As pessoas entrevistadas se autodenominam como moradores “da beira da pista”, “da
BR-101”, “da beira da BR-101”, “da pista”. Não se trata, portanto, de uma categoria nativa,
mas que busca resumir as diversas designações encontradas no contexto da pesquisa, ao tempo
que faz analogia às pessoas que já são assim chamadas por ocupar as margens dos leitos dos
rios, sobrevivendo do que plantam e colhem nas margens fertilizadas pelas vazantes pluviais.
(VARGAS, 1987; VELHO, 2009)
Desse modo, na pesquisa que ora apresentamos, foram entrevistados 68 moradores ao
longo de 25,7 km da BR-101, que corta o município de Teixeira de Freitas (BA), na direção
norte. A pesquisa foi aprovada e registrada pelo Comitê de Ética em Pesquisa (CEP) da
Universidade Federal do Sul da Bahia (UFSB).

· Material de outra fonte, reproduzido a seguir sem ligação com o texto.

//! Small helpers over `web_sys` shared by all components

use super::error::{UiError, UiResult};
use wasm_bindgen::closure::Closure;
use wasm_bindgen::JsCast;
use web_sys::{Document, Element, Event, EventTarget, Window};

pub const HIDDEN_CLASS: &str = "hidden";

pub fn window() -> UiResult<Window> {
    web_sys::window().ok_or_else(|| UiError::Js("no window".to_string()))
}

pub fn document() -> UiResult<Document> {
    window()?
        .document()
        .ok_or_else(|| UiError::Js("no document".to_string()))
}

/// Required element of a concrete type
pub fn element_by_id<T: JsCast>(document: &Document, id: &'static str) -> UiResult<T> {
    document
        .get_element_by_id(id)
        .ok_or(UiError::MissingElement(id))?
        .dyn_into::<T>()
        .map_err(|_| UiError::WrongElementType(id))
}

/// Element that is rendered only for some roles; a wrong type counts as absent
pub fn optional_element<T: JsCast>(document: &Document, id: &'static str) -> Option<T> {
    match element_by_id(document, id) {
        Ok(element) => Some(element),
        Err(UiError::MissingElement(_)) => None,
        Err(e) => {
            leptos::logging::warn!("{}", e);
            None
        }
    }
}

pub fn set_hidden(element: &Element, hidden: bool) {
    let classes = element.class_list();
    let result = if hidden {
        classes.add_1(HIDDEN_CLASS)
    } else {
        classes.remove_1(HIDDEN_CLASS)
    };
    if let Err(e) = result {
        leptos::logging::warn!("class toggle failed: {:?}", e);
    }
}

pub fn toggle_class(element: &Element, class: &str, enabled: bool) {
    let classes = element.class_list();
    let result = if enabled {
        classes.add_1(class)
    } else {
        classes.remove_1(class)
    };
    if let Err(e) = result {
        leptos::logging::warn!("class toggle failed for {}: {:?}", class, e);
    }
}

/// Nearest ancestor (or the target itself) of the event target matching `selector`
pub fn closest_from_event(event: &Event, selector: &str) -> Option<Element> {
    event
        .target()?
        .dyn_into::<Element>()
        .ok()?
        .closest(selector)
        .ok()
        .flatten()
}

/// Attach a listener for the lifetime of the page
pub fn listen(
    target: &EventTarget,
    event_name: &str,
    handler: impl FnMut(Event) + 'static,
) -> UiResult<()> {
    let closure = Closure::wrap(Box::new(handler) as Box<dyn FnMut(Event)>);
    target.add_event_listener_with_callback(event_name, closure.as_ref().unchecked_ref())?;
    closure.forget();
    Ok(())
}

A investigação recaiu sobre o levantamento de dados socioeconômicos com aplicação
de 68 questionários estruturados, com perguntas objetivas, que foram analisados com a ajuda
das informações complementares registradas do caderno de campo produzido, constituindo-se
num censo sobre dados socioeconômicos e demográficos.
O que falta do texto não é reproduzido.